Gemma Collins Self-Isolates in Bathtub in New PETA Campaign

For Immediate Release:

19 March 2020


Jennifer White +44 (0) 20 7837 6327, ext 222; [email protected]


Reality TV Star’s New Campaign Urges People to Steer Clear of Cruel Marine-Animal Prisons

London – Diva extraordinaire Gemma Collins is showing her serious side in a new PETA campaign that takes marine abusement parks to task. “The GC” highlights that sensitive marine animals are separated from their families and confined to concrete tanks that are, to them, the size of a bathtub. This isolation – and longing for freedom – leads to extreme stress, loneliness, and depression.

[Please credit Ruth Rose for the image]

In an accompanying video spot, the reality TV star explains why denying animals everything that’s natural and important to them causes them to lash out. “When people say, ‘Oh, my God, why has this whale killed one of our trainers?’ It’s because It’s an animal that was taken from its mother in the wild, all to live their life in a bathtub,” she says. “This isn’t acceptable. People are making money off of parading these animals.”

In nature, orcas can swim up to 140 miles and bottlenose dolphins up to 60 miles per day. They can dive to depths of well over 300 metres below the ocean’s surface and maintain dynamic relationships within large social networks. At SeaWorld’s parks, 140 dolphins are squeezed into just seven cramped tanks and can’t escape attacks from other frustrated, aggressive dolphins. A recent Collins asks people to help her call for the release of all animals in marine parks. “Let’s campaign to get all the marine life into a sanctuary, where they can have some actual enjoyment in their lifetime,” she concludes.

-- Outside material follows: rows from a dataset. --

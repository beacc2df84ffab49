//! Bounded buffer queue between the network producer and the framer.
//!
//! Flow control is drop-oldest: when the queue is at capacity the oldest
//! buffer is evicted and counted, keeping the producer non-blocking. An
//! elevated drop count means the framer cannot keep up with the stream.

use std::collections::VecDeque;
use std::sync::{Condvar, Mutex};
use std::time::Duration;

struct QueueState {
    buffers: VecDeque<Vec<u8>>,
    dropped: u64,
    stopped: bool,
}

/// Bounded FIFO of owned byte buffers with one producer and one consumer.
pub struct BufferQueue {
    state: Mutex<QueueState>,
    available: Condvar,
    capacity: usize,
}

impl BufferQueue {
    /// Default queue depth.
    pub const DEFAULT_CAPACITY: usize = 2000;

    pub fn new(capacity: usize) -> Self {
        Self {
            state: Mutex::new(QueueState {
                buffers: VecDeque::with_capacity(capacity.min(1024)),
                dropped: 0,
                stopped: false,
            }),
            available: Condvar::new(),
            capacity: capacity.max(1),
        }
    }

    fn lock(&self) -> std::sync::MutexGuard<'_, QueueState> {
        self.state.lock().unwrap_or_else(|e| e.into_inner())
    }

    /// Copies `data` into an owned buffer and enqueues it, evicting the
    /// oldest buffer when full.
    pub fn push(&self, data: &[u8]) {
        let mut state = self.lock();
        if state.stopped {
            return;
        }
        if state.buffers.len() >= self.capacity {
            state.buffers.pop_front();
            state.dropped += 1;
        }
        state.buffers.push_back(data.to_vec());
        drop(state);
        self.available.notify_one();
    }

    /// Dequeues the oldest buffer, waiting up to `timeout`.
    ///
    /// Returns `None` when the wait times out or the queue is stopped and
    /// drained; check [`is_finished`](Self::is_finished) to distinguish.
    pub fn pop(&self, timeout: Duration) -> Option<Vec<u8>> {
        let mut state = self.lock();
        loop {
            if let Some(buffer) = state.buffers.pop_front() {
                return Some(buffer);
            }
            if state.stopped {
                return None;
            }
            let (next, result) = self
                .available
                .wait_timeout(state, timeout)
                .unwrap_or_else(|e| e.into_inner());
            state = next;
            if result.timed_out() {
                return state.buffers.pop_front();
            }
        }
    }

    /// Marks the queue stopped and wakes any waiting consumer. Already
    /// queued buffers remain poppable.
    pub fn stop(&self) {
        self.lock().stopped = true;
        self.available.notify_all();
    }

    pub fn is_stopped(&self) -> bool {
        self.lock().stopped
    }

    /// True once the queue is stopped and fully drained.
    pub fn is_finished(&self) -> bool {
        let state = self.lock();
        state.stopped && state.buffers.is_empty()
    }

    /// Approximate number of queued buffers.
    pub fn len(&self) -> usize {
        self.lock().buffers.len()
    }

    pub fn is_empty(&self) -> bool {
        self.lock().buffers.is_empty()
    }

    /// Buffers evicted under backpressure so far.
    pub fn dropped_buffers(&self) -> u64 {
        self.lock().dropped
    }
}

#[cfg(test)]
mod tests {
    use super::*;
    use std::sync::Arc;
    use std::time::Instant;

    #[test]
    fn test_push_pop_fifo() {
        let queue = BufferQueue::new(4);
        queue.push(&[1, 2]);
        queue.push(&[3]);
        assert_eq!(queue.pop(Duration::from_millis(10)), Some(vec![1, 2]));
        assert_eq!(queue.pop(Duration::from_millis(10)), Some(vec![3]));
        assert_eq!(queue.pop(Duration::from_millis(10)), None);
    }

    #[test]
    fn test_drop_oldest_on_overflow() {
        let queue = BufferQueue::new(2);
        queue.push(&[1]);
        queue.push(&[2]);
        queue.push(&[3]);
        assert_eq!(queue.dropped_buffers(), 1);
        assert_eq!(queue.pop(Duration::from_millis(10)), Some(vec![2]));
        assert_eq!(queue.pop(Duration::from_millis(10)), Some(vec![3]));
    }

    #[test]
    fn test_stop_wakes_consumer() {
        let queue = Arc::new(BufferQueue::new(4));
        let consumer_queue = queue.clone();
        let handle = std::thread::spawn(move || {
            let start = Instant::now();
            let buffer = consumer_queue.pop(Duration::from_secs(5));
            (buffer, start.elapsed())
        });
        std::thread::sleep(Duration::from_millis(50));
        queue.stop();
        let (buffer, waited) = handle.join().unwrap();
        assert_eq!(buffer, None);
        assert!(waited < Duration::from_secs(2));
        assert!(queue.is_finished());
    }

    #[test]
    fn test_drain_after_stop() {
        let queue = BufferQueue::new(4);
        queue.push(&[7]);
        queue.stop();
        assert!(!queue.is_finished());
        assert_eq!(queue.pop(Duration::from_millis(10)), Some(vec![7]));
        assert!(queue.is_finished());
    }

    #[test]
    fn test_push_after_stop_ignored() {
        let queue = BufferQueue::new(4);
        queue.stop();
        queue.push(&[1]);
        assert!(queue.is_empty());
    }
}
//! Decoded event records for TPX3/SPIDR streams.
//!
//! These are the typed results of decoding 64-bit wire words. The bit-level
//! decoders themselves live in `streampix-tpx`; this crate only defines the
//! records so that the statistics aggregator can consume them without
//! depending on the wire format.

#[cfg(feature = "serde")]
use serde::{Deserialize, Serialize};

/// A single pixel activation event.
///
/// Coordinates are local to the chip (0-255 for TPX3). `toa_ticks` is in
/// 1.5625 ns units (640 MHz reference clock) and may have been widened by
/// the timestamp extender; `tot_ns` is already converted from the raw
/// 25 ns-unit field.
#[derive(Debug, Clone, Copy, PartialEq, Eq)]
#[cfg_attr(feature = "serde", derive(Serialize, Deserialize))]
pub struct PixelHit {
    /// Pixel X coordinate.
    pub x: u16,
    /// Pixel Y coordinate.
    pub y: u16,
    /// Time of arrival in 1.5625 ns ticks.
    pub toa_ticks: u64,
    /// Time over threshold in nanoseconds.
    pub tot_ns: u16,
    /// Chip the hit originated from.
    pub chip_index: u8,
    /// True if decoded from a count_fb mode packet (type 0xA).
    pub is_count_fb: bool,
}

impl PixelHit {
    /// ToA in nanoseconds.
    pub fn toa_ns(&self) -> f64 {
        self.toa_ticks as f64 * 1.5625
    }
}

/// TDC trigger edge kinds.
#[derive(Debug, Clone, Copy, PartialEq, Eq)]
#[cfg_attr(feature = "serde", derive(Serialize, Deserialize))]
pub enum TdcEventKind {
    /// TDC1 rising edge (subtype 0xF).
    Tdc1Rising,
    /// TDC1 falling edge (subtype 0xA).
    Tdc1Falling,
    /// TDC2 rising edge (subtype 0xE).
    Tdc2Rising,
    /// TDC2 falling edge (subtype 0xB).
    Tdc2Falling,
}

impl TdcEventKind {
    /// True for either TDC1 edge.
    pub fn is_tdc1(self) -> bool {
        matches!(self, TdcEventKind::Tdc1Rising | TdcEventKind::Tdc1Falling)
    }

    /// True for either TDC2 edge.
    pub fn is_tdc2(self) -> bool {
        matches!(self, TdcEventKind::Tdc2Rising | TdcEventKind::Tdc2Falling)
    }
}

/// A TDC trigger timestamp.
#[derive(Debug, Clone, Copy, PartialEq, Eq)]
#[cfg_attr(feature = "serde", derive(Serialize, Deserialize))]
pub struct TdcEvent {
    /// Which TDC input and edge produced the event.
    pub kind: TdcEventKind,
    /// 12-bit trigger counter.
    pub trigger_count: u16,
    /// Timestamp in 1.5625 ns ticks.
    pub timestamp_ticks: u64,
    /// Fine fraction 1..=12. Legacy firmware emits 0, which decoders coerce to 1.
    pub fine: u8,
}

/// SPIDR control commands.
#[derive(Debug, Clone, Copy, PartialEq, Eq)]
#[cfg_attr(feature = "serde", derive(Serialize, Deserialize))]
pub enum SpidrControlCmd {
    /// Shutter opened (0xF).
    ShutterOpen,
    /// Shutter closed (0xA).
    ShutterClose,
    /// Heartbeat (0xC).
    Heartbeat,
}

/// A decoded SPIDR control packet.
#[derive(Debug, Clone, Copy, PartialEq, Eq)]
#[cfg_attr(feature = "serde", derive(Serialize, Deserialize))]
pub struct SpidrControl {
    pub command: SpidrControlCmd,
    /// Timestamp in 25 ns units.
    pub timestamp_25ns: u64,
}

/// TPX3 control commands.
#[derive(Debug, Clone, Copy, PartialEq, Eq)]
#[cfg_attr(feature = "serde", derive(Serialize, Deserialize))]
pub enum Tpx3ControlCmd {
    /// End of sequential readout (0xA0).
    EndSequential,
    /// End of data-driven readout (0xB0).
    EndDataDriven,
}

/// Global time packet (low word 0x44 or high word 0x45).
///
/// Tallied for accounting; the value is not applied to hit timestamps.
#[derive(Debug, Clone, Copy, PartialEq, Eq)]
#[cfg_attr(feature = "serde", derive(Serialize, Deserialize))]
pub struct GlobalTime {
    /// True for the high word (0x45, ~107.374 s units), false for the low
    /// word (0x44, 25 ns units).
    pub is_high_word: bool,
    /// Time value in the unit implied by `is_high_word`.
    pub time_value: u32,
    /// SPIDR time in 0.4096 ms units.
    pub spidr_time: u16,
}

/// End-of-chunk extra timestamp packet (0x51 TPX3 / 0x21 MPX3).
#[derive(Debug, Clone, Copy, PartialEq, Eq)]
#[cfg_attr(feature = "serde", derive(Serialize, Deserialize))]
pub struct ExtraTimestamp {
    /// True for TPX3 (0x51), false for MPX3 (0x21).
    pub is_tpx3: bool,
    pub error_flag: bool,
    pub overflow_flag: bool,
    /// 54-bit timestamp in 1.5625 ns ticks.
    pub timestamp_ticks: u64,
}

/// Per-chunk metadata assembled from the three trailing extra timestamp
/// packets, in wire order [packet generation time, minimum, maximum].
///
/// `min_timestamp` anchors 30-bit timestamp extension for pixel hits in the
/// chunk. Reset at every chunk header; `has_extra_packets` only becomes true
/// once all three packets have been seen.
#[derive(Debug, Clone, Copy, Default, PartialEq, Eq)]
#[cfg_attr(feature = "serde", derive(Serialize, Deserialize))]
pub struct ChunkMetadata {
    /// Chunk generation timestamp in 1.5625 ns ticks.
    pub packet_gen_time: u64,
    /// Minimum event timestamp in the chunk.
    pub min_timestamp: u64,
    /// Maximum event timestamp in the chunk.
    pub max_timestamp: u64,
    /// True once all three extra packets were decoded for this chunk.
    pub has_extra_packets: bool,
}

#[cfg(test)]
mod tests {
    use super::*;

    #[test]
    fn test_tdc_kind_classification() {
        assert!(TdcEventKind::Tdc1Rising.is_tdc1());
        assert!(TdcEventKind::Tdc1Falling.is_tdc1());
        assert!(!TdcEventKind::Tdc1Rising.is_tdc2());
        assert!(TdcEventKind::Tdc2Rising.is_tdc2());
        assert!(TdcEventKind::Tdc2Falling.is_tdc2());
        assert!(!TdcEventKind::Tdc2Falling.is_tdc1());
    }

    #[test]
    fn test_hit_toa_ns() {
        let hit = PixelHit {
            x: 10,
            y: 20,
            toa_ticks: 64,
            tot_ns: 100,
            chip_index: 0,
            is_count_fb: false,
        };
        // 64 * 1.5625 = 100 ns
        assert!((hit.toa_ns() - 100.0).abs() < 1e-9);
    }

    #[test]
    fn test_chunk_metadata_default_invalid() {
        let meta = ChunkMetadata::default();
        assert!(!meta.has_extra_packets);
    }
}
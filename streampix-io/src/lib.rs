//! streampix-io: ingest and pipeline wiring for live TPX3 decoding.
//!
//! - [`queue`] - bounded drop-oldest buffer queue (network to framer)
//! - [`ring`] - lock-free SPSC byte ring for the capture path
//! - [`net`] - reconnecting TCP client with word-alignment carry
//! - [`reader`] - memory-mapped file input
//! - [`dispatch`] - chip-keyed decode worker pool with partial-stats merge
//! - [`pipeline`] - wiring, lifecycle, and statistics cadence

pub mod dispatch;
mod error;
pub mod net;
pub mod pipeline;
pub mod queue;
pub mod reader;
pub mod ring;

pub use dispatch::{default_stream_workers, DecodeDispatcher, DispatcherConfig, InlineDecoder};
pub use error::{Error, Result};
pub use net::{TcpClientConfig, TcpStreamClient};
pub use pipeline::{run_file, PipelineConfig, StatsEvent, StatsReporter, StreamPipeline};
pub use queue::BufferQueue;
pub use reader::RawFileReader;
pub use ring::RingBuffer;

Collins previously starred in an “I’d Rather Go Naked Than Wear Fur” ad for PETA and is part of a long list of celebrities – including Amanda Holden, Sharon Osbourne, Noah Cyrus, Charlotte Crosby, Paul O’Grady, the late Sir Roger Moore, and many others – who have teamed up with PETA and its international affiliates to speak out against marine-mammal captivity.

PETA’s motto reads, in part, that “animals are not ours to use for entertainment”, and the group opposes speciesism, the human-supremacist mentality that all other animal species are inferior to our own.